盛岡藩の金山開発

 天正18年(1590)豊臣秀吉の奥州仕置によって、東北各地の戦国大名たちの領地が認定されます。このとき、鹿角郡は三戸(青森県三戸町)に本拠を置く南部信直(なんぶのぶなお・のちの盛岡藩祖)の所領となりました。しかし、鹿角郡全域が南部氏によって平定されるのはさらに10年以上も後のことで、秋田氏やその後に入部した佐竹氏、所領が隣接する大浦(津軽)氏との間でこの地方の鉱山地域をめぐる領地争いは、長期にわたって続いたものと思われます。
 慶長3年(1598)、鹿角境奉行だった北十左衛門(のちの盛岡藩初代金山奉行)によってまず白根金山(のちの小真木金山)が、続いて五十枚、西道、槙山など尾去沢(おさりざわ)の諸金山が開発され、「田舎なれども 南部の国は 西も東も金の山」と民謡・からめ節(金山踊)などにうたわれるゴールドラッシュを迎えます。

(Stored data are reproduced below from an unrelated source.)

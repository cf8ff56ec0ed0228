//! Benchmarks for log readout decoding and tick reconciliation
//!
//! Run with: cargo bench

use boardlink::logger::{
    parse_readout, BoundPart, LogDecoder, LogEntry, LoggerBinding, TickReconciler, TickSource,
    TimeReference, DEFAULT_TICK_PERIOD_US,
};
use boardlink::signal::catalog;
use chrono::Utc;
use criterion::{black_box, criterion_group, criterion_main, BenchmarkId, Criterion, Throughput};

/// Readout payload of `count` entries alternating between two loggers
fn readout(count: usize) -> Vec<u8> {
    (0..count)
        .flat_map(|i| {
            LogEntry {
                logger_id: (i % 2) as u8,
                reset_uid: 0,
                tick: (i as u32).wrapping_mul(7),
                data: [i as u8, 0, (i >> 8) as u8, 0],
            }
            .to_bytes()
        })
        .collect()
}

/// Decoder logging acceleration across loggers 0 (x, y) and 1 (z)
fn acceleration_decoder() -> LogDecoder {
    let signal = catalog::acceleration();
    let mut decoder = LogDecoder::new(DEFAULT_TICK_PERIOD_US);
    decoder.clock_mut().set_reference(TimeReference {
        reset_uid: 0,
        tick: 0,
        epoch: Utc::now(),
    });
    decoder.bind(LoggerBinding {
        name: "acceleration".into(),
        route: None,
        terminal: None,
        source: signal.source,
        shape: signal.shape,
        parts: vec![
            BoundPart {
                logger_id: 0,
                offset: 0,
                length: 4,
            },
            BoundPart {
                logger_id: 1,
                offset: 4,
                length: 2,
            },
        ],
    });
    decoder
}

fn bench_parse_readout(c: &mut Criterion) {
    let mut group = c.benchmark_group("parse_readout");

    for count in [2, 64, 1024].iter() {
        let payload = readout(*count);
        group.throughput(Throughput::Elements(*count as u64));
        group.bench_with_input(BenchmarkId::new("entries", count), &payload, |b, payload| {
            b.iter(|| black_box(parse_readout(black_box(payload)).unwrap()));
        });
    }

    group.finish();
}

fn bench_ingest(c: &mut Criterion) {
    let mut group = c.benchmark_group("ingest");

    for count in [64, 1024].iter() {
        let payload = readout(*count);
        group.throughput(Throughput::Elements(*count as u64));
        group.bench_with_input(
            BenchmarkId::new("multi_part", count),
            &payload,
            |b, payload| {
                b.iter_batched(
                    acceleration_decoder,
                    |mut decoder| black_box(decoder.ingest(payload).unwrap()),
                    criterion::BatchSize::SmallInput,
                );
            },
        );
    }

    group.finish();
}

fn bench_tick_extension(c: &mut Criterion) {
    let mut group = c.benchmark_group("tick_extension");

    group.bench_function("wrapping_sequence", |b| {
        b.iter(|| {
            let mut ticks = TickReconciler::new();
            let source = TickSource::Logger(0);
            let mut raw = u32::MAX - 500;
            for _ in 0..1000 {
                raw = raw.wrapping_add(1);
                black_box(ticks.extend(source, 0, raw, Some(u32::MAX - 500)));
            }
        });
    });

    group.finish();
}

criterion_group!(benches, bench_parse_readout, bench_ingest, bench_tick_extension);

criterion_main!(benches);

 藩政時代を通じて盛岡藩の領内では100以上の金山が開発されたと伝えられていますが、なかでも盛んであったのが紫波の佐比内(さひない)金山や鹿角の白根金山であり、尾去沢では計18の金山が開かれていました。
 金山の開発によって、江戸時代初めの盛岡藩の財政はきわめて豊かであったと思われます。金山自体のにぎわいも『東北鉱山風土記』によれば、慶長年間(1596-1614)には金掘工が4,000人近くもいて、山間にたちまち数千件の鉱山街が出現するほど盛んでした。また星川正甫は『食貨史』で「軍国多事、国費多様の折にもかかわらず、公私ともに封内の富、既に天下に甲(かん)たり」と述べています。
 このゴールドラッシュは70年ほど続きますが、寛文年間(1661-1672)に入るとやがて下火になります。寛文4年(1664)の白根金山の銅山への転換など、やがて尾去沢では金山にかわって銅山の開発が進められています。